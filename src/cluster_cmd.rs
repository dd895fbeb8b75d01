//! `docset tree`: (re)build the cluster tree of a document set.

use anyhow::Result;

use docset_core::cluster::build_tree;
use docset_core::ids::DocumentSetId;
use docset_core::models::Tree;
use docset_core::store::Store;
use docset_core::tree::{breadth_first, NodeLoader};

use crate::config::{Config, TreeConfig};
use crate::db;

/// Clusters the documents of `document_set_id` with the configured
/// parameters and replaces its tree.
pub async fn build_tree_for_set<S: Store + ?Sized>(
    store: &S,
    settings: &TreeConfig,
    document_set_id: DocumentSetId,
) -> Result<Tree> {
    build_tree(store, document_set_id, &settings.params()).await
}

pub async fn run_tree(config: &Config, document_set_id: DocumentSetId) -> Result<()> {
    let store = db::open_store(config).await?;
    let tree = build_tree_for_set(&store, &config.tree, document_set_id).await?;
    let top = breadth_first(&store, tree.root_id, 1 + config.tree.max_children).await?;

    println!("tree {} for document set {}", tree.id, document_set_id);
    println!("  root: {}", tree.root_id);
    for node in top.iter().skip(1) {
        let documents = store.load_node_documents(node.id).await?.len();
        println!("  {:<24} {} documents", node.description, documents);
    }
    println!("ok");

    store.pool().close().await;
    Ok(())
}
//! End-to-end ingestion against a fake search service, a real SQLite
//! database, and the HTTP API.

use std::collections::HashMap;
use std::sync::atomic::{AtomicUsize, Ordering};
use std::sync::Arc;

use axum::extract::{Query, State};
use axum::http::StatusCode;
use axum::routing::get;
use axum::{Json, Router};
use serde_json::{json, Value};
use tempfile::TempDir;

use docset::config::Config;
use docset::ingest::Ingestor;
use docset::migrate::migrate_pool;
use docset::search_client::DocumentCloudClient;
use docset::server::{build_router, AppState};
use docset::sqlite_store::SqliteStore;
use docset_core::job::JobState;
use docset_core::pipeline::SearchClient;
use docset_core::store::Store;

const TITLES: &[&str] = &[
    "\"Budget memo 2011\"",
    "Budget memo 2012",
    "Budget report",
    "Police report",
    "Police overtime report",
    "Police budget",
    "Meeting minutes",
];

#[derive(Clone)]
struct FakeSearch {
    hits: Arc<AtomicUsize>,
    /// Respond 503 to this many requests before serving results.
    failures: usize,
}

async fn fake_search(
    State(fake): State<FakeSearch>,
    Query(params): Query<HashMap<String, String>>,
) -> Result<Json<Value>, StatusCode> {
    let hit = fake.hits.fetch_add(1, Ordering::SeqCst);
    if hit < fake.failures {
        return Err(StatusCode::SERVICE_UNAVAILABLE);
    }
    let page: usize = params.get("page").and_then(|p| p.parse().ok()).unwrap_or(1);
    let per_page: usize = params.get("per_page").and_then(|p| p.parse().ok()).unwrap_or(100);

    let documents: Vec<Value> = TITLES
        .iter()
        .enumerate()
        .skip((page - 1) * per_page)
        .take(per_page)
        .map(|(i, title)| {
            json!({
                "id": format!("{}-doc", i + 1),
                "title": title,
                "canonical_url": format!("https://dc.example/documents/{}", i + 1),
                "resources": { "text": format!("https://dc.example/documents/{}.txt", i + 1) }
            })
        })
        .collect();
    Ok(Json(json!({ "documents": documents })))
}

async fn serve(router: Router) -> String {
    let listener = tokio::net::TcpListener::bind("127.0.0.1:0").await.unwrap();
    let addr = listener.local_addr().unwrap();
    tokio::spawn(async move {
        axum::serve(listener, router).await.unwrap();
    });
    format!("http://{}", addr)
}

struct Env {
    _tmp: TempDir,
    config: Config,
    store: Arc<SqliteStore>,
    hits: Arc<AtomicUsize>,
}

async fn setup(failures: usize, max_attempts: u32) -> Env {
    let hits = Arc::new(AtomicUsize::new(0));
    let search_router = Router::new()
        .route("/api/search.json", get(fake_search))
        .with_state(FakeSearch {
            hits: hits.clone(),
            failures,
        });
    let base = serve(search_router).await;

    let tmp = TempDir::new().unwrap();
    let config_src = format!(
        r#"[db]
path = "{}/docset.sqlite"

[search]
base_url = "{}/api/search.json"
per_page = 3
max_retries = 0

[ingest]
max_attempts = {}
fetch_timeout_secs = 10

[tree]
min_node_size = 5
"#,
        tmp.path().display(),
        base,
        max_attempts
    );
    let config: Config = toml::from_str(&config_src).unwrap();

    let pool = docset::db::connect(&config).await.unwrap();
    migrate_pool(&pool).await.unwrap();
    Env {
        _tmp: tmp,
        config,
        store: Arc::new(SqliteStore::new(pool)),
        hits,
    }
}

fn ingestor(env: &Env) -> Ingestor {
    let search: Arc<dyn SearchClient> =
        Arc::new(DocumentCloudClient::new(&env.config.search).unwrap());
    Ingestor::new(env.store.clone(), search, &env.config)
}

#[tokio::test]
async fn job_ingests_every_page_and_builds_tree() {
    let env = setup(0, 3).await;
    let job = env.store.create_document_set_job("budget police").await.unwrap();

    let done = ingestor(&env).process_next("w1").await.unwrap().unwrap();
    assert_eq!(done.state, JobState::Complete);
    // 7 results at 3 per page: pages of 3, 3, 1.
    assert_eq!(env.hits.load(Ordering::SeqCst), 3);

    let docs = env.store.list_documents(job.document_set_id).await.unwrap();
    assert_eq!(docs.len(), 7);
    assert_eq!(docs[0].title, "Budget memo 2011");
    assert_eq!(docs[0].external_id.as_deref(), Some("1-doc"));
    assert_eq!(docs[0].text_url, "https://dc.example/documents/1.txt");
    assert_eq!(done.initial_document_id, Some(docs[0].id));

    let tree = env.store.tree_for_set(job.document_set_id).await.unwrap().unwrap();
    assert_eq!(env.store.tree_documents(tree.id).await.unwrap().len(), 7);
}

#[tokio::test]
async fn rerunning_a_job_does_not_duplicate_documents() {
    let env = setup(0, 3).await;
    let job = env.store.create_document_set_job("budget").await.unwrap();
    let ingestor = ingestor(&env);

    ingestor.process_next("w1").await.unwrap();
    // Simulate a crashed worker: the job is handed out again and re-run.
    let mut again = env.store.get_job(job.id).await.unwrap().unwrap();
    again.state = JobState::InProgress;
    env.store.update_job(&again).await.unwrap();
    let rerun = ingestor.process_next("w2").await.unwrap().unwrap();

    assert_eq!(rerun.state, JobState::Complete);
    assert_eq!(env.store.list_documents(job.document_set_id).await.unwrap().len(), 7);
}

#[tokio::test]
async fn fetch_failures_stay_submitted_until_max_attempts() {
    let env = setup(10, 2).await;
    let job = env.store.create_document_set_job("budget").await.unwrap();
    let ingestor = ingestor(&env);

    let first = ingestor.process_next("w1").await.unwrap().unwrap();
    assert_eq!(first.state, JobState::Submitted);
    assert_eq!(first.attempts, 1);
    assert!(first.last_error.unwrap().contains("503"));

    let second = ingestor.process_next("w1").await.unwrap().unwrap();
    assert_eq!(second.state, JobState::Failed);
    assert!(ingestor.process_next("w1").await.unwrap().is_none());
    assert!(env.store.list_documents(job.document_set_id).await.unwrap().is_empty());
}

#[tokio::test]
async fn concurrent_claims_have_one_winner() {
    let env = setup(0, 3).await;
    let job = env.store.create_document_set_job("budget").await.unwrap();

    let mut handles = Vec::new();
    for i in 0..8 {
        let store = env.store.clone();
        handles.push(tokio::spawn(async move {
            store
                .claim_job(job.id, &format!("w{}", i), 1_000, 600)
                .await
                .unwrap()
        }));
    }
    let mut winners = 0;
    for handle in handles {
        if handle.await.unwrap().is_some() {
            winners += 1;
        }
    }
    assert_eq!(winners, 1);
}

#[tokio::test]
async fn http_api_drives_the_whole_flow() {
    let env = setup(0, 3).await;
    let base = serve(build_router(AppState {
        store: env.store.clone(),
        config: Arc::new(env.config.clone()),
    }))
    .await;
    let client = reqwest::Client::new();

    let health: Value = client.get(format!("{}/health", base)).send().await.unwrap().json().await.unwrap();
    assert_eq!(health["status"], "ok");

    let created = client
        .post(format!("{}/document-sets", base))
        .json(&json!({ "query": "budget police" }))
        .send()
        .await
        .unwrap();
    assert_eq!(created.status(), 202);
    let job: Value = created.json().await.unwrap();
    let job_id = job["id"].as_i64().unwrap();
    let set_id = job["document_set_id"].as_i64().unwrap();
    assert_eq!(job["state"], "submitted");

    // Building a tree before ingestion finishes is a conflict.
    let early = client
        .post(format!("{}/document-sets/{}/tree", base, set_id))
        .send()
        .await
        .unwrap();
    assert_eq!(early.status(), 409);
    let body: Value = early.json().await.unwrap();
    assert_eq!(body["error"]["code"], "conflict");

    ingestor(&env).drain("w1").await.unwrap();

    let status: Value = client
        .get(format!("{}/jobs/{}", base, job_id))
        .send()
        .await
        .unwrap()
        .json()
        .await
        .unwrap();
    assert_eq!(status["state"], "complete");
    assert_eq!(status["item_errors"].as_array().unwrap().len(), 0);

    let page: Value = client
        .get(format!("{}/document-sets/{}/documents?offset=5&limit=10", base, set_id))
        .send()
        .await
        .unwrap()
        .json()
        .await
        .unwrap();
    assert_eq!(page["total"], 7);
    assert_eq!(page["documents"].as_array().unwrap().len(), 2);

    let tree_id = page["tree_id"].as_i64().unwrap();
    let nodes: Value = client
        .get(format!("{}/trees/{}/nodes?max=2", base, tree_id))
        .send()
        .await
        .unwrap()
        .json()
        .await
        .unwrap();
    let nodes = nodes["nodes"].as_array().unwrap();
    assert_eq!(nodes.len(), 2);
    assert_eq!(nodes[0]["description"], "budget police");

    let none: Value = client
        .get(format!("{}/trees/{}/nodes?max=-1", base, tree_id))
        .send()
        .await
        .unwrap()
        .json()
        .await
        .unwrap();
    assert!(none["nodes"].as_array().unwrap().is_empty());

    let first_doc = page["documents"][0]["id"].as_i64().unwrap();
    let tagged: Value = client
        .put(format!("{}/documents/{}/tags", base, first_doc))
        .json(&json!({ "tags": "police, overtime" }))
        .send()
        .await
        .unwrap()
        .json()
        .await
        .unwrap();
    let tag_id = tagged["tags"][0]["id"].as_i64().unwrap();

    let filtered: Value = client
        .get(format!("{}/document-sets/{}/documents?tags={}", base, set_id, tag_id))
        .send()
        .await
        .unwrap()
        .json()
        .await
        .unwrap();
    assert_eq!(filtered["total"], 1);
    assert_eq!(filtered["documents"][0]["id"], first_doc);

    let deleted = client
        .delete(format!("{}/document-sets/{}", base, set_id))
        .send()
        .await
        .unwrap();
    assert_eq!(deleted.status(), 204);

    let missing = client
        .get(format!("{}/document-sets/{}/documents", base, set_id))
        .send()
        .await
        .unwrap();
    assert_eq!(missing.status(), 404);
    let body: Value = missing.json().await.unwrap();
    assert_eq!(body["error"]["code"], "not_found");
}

☆ ☆ ☆ ☆ ☆ ☆ ☆

● TASK DESCRIPTION
Lines to set down from above: the line with "let store = db::open_store(config).await?;", the line with "let documents: Vec<Value> = TITLES", and every line between, each exactly as written.

● EXERCISE ANSWER
    let store = db::open_store(config).await?;
    let tree = build_tree_for_set(&store, &config.tree, document_set_id).await?;
    let top = breadth_first(&store, tree.root_id, 1 + config.tree.max_children).await?;

    println!("tree {} for document set {}", tree.id, document_set_id);
    println!("  root: {}", tree.root_id);
    for node in top.iter().skip(1) {
        let documents = store.load_node_documents(node.id).await?.len();
        println!("  {:<24} {} documents", node.description, documents);
    }
    println!("ok");

    store.pool().close().await;
    Ok(())
}
//! End-to-end ingestion against a fake search service, a real SQLite
//! database, and the HTTP API.

use std::collections::HashMap;
use std::sync::atomic::{AtomicUsize, Ordering};
use std::sync::Arc;

use axum::extract::{Query, State};
use axum::http::StatusCode;
use axum::routing::get;
use axum::{Json, Router};
use serde_json::{json, Value};
use tempfile::TempDir;

use docset::config::Config;
use docset::ingest::Ingestor;
use docset::migrate::migrate_pool;
use docset::search_client::DocumentCloudClient;
use docset::server::{build_router, AppState};
use docset::sqlite_store::SqliteStore;
use docset_core::job::JobState;
use docset_core::pipeline::SearchClient;
use docset_core::store::Store;

const TITLES: &[&str] = &[
    "\"Budget memo 2011\"",
    "Budget memo 2012",
    "Budget report",
    "Police report",
    "Police overtime report",
    "Police budget",
    "Meeting minutes",
];

#[derive(Clone)]
struct FakeSearch {
    hits: Arc<AtomicUsize>,
    /// Respond 503 to this many requests before serving results.
    failures: usize,
}

async fn fake_search(
    State(fake): State<FakeSearch>,
    Query(params): Query<HashMap<String, String>>,
) -> Result<Json<Value>, StatusCode> {
    let hit = fake.hits.fetch_add(1, Ordering::SeqCst);
    if hit < fake.failures {
        return Err(StatusCode::SERVICE_UNAVAILABLE);
    }
    let page: usize = params.get("page").and_then(|p| p.parse().ok()).unwrap_or(1);
    let per_page: usize = params.get("per_page").and_then(|p| p.parse().ok()).unwrap_or(100);

    let documents: Vec<Value> = TITLES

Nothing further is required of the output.